■ Supplied records:
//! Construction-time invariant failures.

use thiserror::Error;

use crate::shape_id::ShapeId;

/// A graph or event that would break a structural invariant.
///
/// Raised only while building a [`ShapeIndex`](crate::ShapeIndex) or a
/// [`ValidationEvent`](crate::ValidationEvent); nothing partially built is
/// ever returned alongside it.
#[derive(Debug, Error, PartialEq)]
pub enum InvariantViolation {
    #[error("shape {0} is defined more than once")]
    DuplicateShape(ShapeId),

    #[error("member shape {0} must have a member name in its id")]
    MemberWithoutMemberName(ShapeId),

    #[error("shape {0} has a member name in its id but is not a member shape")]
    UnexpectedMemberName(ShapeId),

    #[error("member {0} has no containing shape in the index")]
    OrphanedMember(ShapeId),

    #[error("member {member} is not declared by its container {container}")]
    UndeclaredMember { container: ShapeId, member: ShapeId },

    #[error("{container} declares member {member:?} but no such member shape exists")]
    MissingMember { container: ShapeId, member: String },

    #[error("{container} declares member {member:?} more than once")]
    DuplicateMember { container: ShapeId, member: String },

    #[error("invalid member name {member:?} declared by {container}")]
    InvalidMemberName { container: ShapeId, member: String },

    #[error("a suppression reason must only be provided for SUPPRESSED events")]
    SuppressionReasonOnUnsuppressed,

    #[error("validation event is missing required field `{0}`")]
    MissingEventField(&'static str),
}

■ Task prompt: Your reply should consist only of the lines from the one containing "has a member" through the last line of the records, each reproduced exactly.

■ Your response:
    #[error("shape {0} has a member name in its id but is not a member shape")]
    UnexpectedMemberName(ShapeId),

    #[error("member {0} has no containing shape in the index")]
    OrphanedMember(ShapeId),

    #[error("member {member} is not declared by its container {container}")]
    UndeclaredMember { container: ShapeId, member: ShapeId },

    #[error("{container} declares member {member:?} but no such member shape exists")]
    MissingMember { container: ShapeId, member: String },

    #[error("{container} declares member {member:?} more than once")]
    DuplicateMember { container: ShapeId, member: String },

    #[error("invalid member name {member:?} declared by {container}")]
    InvalidMemberName { container: ShapeId, member: String },

    #[error("a suppression reason must only be provided for SUPPRESSED events")]
    SuppressionReasonOnUnsuppressed,

    #[error("validation event is missing required field `{0}`")]
    MissingEventField(&'static str),
}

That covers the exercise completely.